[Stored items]
***

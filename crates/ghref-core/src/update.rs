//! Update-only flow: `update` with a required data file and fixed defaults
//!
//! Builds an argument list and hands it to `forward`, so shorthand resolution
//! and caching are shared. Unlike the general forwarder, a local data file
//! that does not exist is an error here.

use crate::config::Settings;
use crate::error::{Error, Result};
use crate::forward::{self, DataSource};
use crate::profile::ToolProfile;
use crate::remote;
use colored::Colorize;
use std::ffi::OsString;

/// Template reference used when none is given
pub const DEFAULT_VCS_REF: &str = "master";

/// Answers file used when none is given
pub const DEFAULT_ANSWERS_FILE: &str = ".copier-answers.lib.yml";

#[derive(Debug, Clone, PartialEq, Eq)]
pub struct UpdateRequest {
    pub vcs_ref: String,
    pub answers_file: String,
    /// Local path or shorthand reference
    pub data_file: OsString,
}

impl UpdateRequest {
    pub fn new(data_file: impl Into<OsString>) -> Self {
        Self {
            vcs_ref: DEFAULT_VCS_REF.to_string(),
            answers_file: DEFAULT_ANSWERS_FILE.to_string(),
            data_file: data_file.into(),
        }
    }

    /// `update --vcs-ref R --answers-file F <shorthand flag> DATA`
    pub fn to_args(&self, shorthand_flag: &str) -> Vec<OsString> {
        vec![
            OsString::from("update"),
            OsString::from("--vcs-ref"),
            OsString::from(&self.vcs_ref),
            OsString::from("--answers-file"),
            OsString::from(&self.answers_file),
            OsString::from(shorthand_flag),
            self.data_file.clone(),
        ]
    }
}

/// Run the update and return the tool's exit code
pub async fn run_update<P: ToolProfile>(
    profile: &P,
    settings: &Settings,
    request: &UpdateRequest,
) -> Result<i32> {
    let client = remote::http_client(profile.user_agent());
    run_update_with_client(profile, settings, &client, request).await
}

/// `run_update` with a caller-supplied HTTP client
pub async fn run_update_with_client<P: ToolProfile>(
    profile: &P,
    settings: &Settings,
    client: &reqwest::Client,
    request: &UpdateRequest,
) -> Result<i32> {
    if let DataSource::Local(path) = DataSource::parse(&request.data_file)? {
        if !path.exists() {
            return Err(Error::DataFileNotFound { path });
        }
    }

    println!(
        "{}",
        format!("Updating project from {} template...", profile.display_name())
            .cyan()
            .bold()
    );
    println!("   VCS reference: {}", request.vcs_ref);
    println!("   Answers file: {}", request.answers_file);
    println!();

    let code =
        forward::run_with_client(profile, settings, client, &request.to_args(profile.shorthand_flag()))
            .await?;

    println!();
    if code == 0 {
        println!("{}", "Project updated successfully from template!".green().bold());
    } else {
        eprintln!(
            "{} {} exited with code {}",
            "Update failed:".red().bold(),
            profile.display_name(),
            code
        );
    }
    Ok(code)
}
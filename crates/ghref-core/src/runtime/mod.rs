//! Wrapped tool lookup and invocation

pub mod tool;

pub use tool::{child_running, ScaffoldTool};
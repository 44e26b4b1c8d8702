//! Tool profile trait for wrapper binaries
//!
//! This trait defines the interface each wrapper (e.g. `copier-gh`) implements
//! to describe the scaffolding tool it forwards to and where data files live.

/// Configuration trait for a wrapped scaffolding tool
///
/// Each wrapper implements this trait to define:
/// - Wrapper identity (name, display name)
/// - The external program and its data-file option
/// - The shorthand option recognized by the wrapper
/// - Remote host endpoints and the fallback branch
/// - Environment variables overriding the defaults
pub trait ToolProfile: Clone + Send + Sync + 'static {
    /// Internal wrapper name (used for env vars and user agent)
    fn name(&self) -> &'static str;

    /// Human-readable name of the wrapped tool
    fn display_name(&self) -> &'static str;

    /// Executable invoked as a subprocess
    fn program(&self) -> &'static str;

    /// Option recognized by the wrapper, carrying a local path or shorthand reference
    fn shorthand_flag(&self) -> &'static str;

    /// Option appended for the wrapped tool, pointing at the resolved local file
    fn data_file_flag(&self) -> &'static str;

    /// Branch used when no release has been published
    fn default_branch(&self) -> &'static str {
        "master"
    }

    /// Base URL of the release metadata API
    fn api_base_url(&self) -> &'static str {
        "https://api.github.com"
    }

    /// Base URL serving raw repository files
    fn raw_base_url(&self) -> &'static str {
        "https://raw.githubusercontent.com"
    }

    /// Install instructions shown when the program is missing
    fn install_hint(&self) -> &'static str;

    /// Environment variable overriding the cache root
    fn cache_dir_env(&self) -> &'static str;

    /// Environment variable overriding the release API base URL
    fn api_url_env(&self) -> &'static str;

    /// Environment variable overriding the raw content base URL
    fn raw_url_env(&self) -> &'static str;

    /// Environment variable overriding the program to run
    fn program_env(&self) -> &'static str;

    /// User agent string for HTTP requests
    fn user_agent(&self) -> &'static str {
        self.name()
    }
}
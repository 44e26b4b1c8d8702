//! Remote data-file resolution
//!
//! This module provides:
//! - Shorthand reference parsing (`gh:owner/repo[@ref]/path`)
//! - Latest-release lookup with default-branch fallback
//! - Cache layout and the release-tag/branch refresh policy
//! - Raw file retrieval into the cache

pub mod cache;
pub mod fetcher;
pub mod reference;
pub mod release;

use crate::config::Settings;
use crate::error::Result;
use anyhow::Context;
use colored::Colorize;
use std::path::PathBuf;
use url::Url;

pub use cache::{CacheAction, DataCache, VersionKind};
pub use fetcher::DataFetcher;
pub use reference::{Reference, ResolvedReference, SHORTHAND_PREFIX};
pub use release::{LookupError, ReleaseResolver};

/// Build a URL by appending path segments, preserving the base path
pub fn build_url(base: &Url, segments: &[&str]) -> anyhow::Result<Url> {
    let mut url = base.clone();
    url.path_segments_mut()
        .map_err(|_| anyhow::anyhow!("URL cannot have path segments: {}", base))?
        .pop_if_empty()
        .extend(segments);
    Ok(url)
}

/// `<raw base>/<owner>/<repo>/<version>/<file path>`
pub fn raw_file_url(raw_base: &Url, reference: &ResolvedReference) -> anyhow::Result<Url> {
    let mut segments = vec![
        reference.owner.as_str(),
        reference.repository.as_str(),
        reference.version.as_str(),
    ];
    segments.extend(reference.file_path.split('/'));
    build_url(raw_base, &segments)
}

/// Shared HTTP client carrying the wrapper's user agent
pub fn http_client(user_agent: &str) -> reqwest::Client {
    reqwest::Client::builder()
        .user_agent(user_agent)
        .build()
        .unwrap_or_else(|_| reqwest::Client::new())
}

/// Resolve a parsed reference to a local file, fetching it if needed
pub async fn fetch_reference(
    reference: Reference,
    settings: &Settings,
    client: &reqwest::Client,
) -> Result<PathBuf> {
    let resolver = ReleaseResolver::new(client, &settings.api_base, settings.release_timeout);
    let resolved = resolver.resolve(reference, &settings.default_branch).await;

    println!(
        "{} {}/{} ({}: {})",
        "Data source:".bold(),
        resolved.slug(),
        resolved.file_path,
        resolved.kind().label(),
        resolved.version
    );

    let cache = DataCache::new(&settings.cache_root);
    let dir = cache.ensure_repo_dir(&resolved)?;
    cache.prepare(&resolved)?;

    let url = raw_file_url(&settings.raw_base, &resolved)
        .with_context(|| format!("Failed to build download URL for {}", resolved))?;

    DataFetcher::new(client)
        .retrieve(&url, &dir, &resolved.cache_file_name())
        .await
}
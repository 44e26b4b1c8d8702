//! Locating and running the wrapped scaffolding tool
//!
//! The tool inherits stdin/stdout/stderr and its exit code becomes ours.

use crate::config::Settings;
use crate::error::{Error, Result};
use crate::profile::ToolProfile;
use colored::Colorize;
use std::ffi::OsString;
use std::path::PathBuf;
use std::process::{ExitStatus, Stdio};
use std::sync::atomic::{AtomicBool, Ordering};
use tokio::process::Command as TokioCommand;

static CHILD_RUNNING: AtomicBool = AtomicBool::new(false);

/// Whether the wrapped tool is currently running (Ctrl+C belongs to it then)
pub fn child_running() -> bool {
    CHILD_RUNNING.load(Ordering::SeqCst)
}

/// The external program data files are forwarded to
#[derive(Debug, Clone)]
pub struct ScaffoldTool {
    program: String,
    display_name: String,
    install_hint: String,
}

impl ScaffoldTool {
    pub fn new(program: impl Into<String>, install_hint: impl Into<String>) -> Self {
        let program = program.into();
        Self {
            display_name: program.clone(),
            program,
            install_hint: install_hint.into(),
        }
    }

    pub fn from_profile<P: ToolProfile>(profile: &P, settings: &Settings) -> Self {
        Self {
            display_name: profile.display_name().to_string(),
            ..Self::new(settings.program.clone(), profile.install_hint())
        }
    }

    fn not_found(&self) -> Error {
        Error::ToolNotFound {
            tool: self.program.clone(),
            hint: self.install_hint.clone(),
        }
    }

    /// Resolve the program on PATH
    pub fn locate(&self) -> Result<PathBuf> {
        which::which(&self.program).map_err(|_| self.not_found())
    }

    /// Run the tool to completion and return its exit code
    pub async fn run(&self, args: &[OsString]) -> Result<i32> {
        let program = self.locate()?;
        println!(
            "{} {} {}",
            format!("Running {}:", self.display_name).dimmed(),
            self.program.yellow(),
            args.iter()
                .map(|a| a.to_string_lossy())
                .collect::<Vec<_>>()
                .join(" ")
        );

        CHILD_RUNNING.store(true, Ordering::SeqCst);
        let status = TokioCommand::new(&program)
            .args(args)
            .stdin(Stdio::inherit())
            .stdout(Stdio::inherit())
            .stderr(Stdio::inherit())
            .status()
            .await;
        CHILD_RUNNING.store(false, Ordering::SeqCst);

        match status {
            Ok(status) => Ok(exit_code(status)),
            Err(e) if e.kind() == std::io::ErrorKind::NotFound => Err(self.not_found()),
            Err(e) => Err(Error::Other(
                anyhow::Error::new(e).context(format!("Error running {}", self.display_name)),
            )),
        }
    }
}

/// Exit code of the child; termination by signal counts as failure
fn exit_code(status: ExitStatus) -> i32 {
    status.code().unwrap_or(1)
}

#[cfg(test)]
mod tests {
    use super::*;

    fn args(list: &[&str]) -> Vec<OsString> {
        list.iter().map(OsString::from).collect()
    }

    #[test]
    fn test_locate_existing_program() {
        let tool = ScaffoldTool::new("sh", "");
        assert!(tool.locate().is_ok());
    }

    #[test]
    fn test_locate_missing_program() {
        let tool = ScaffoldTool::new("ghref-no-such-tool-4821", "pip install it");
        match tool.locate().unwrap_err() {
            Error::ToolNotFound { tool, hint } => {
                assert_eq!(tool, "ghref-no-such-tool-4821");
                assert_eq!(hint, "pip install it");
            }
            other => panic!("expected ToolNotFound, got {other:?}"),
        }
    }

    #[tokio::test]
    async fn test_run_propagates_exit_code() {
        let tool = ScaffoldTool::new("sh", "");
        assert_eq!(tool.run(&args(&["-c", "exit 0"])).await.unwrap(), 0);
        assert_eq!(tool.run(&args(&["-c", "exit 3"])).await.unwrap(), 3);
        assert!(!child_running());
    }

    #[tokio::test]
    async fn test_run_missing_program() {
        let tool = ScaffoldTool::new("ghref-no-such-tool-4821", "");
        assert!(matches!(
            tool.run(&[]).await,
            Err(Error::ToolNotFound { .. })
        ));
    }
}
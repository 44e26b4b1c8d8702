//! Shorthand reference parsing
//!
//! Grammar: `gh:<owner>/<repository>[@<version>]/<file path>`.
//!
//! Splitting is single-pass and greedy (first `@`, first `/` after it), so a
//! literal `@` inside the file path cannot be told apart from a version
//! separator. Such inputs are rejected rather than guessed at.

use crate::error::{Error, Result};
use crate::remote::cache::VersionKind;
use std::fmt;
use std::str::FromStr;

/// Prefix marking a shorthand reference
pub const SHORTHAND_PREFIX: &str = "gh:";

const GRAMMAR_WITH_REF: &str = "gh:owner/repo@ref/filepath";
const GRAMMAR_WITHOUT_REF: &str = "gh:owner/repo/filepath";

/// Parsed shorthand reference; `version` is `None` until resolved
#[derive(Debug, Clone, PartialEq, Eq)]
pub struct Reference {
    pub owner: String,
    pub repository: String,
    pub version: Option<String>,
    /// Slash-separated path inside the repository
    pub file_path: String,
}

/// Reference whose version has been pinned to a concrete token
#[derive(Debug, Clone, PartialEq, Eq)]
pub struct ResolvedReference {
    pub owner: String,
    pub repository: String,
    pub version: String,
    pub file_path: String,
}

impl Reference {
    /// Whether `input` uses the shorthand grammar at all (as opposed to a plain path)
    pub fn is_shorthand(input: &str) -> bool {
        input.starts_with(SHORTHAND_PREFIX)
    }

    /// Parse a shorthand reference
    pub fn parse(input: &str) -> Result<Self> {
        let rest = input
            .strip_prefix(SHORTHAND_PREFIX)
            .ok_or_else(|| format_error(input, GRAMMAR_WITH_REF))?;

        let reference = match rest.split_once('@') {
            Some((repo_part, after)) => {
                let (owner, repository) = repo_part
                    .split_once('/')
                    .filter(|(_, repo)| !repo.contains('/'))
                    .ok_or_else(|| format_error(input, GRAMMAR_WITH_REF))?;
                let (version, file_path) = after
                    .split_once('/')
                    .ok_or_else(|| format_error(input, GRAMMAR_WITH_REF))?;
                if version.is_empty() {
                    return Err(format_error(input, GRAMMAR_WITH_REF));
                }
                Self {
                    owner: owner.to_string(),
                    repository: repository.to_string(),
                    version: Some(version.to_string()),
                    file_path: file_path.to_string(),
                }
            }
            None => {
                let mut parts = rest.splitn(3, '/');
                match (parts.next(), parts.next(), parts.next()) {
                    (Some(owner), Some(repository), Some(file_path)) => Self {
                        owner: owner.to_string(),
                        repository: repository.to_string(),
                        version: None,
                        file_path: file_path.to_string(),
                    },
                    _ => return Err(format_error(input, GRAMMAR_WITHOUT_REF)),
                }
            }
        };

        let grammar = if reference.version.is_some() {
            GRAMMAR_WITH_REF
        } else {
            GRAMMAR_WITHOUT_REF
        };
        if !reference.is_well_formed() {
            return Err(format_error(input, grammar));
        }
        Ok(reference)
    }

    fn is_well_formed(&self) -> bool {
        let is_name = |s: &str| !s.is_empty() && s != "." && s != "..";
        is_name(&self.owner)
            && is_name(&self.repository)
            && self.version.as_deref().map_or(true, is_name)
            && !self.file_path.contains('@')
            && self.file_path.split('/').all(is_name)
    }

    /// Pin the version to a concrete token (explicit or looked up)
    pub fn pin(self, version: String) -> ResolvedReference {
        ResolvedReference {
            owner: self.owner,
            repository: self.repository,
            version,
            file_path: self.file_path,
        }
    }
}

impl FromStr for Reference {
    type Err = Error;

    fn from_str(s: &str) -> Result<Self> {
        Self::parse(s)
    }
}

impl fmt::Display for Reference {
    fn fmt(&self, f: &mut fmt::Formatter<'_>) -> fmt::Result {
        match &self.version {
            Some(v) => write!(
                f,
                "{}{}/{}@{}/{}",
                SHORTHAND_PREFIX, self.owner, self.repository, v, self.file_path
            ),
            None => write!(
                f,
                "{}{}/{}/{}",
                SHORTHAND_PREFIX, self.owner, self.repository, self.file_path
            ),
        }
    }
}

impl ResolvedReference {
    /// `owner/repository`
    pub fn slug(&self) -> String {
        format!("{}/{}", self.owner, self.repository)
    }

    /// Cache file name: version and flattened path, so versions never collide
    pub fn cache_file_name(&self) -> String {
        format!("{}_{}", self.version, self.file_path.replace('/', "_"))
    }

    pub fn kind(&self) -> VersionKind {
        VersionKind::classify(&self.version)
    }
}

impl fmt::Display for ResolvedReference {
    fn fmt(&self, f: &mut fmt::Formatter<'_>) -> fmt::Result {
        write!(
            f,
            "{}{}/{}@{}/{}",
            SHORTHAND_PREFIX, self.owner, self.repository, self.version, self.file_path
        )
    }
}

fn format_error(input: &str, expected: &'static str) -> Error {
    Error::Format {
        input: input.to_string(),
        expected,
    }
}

***

WORK ORDER: In the entries above, which lines hold the word "fallback"? Copy them out.

REPLY:
/// - Remote host endpoints and the fallback branch
//! - Latest-release lookup with default-branch fallback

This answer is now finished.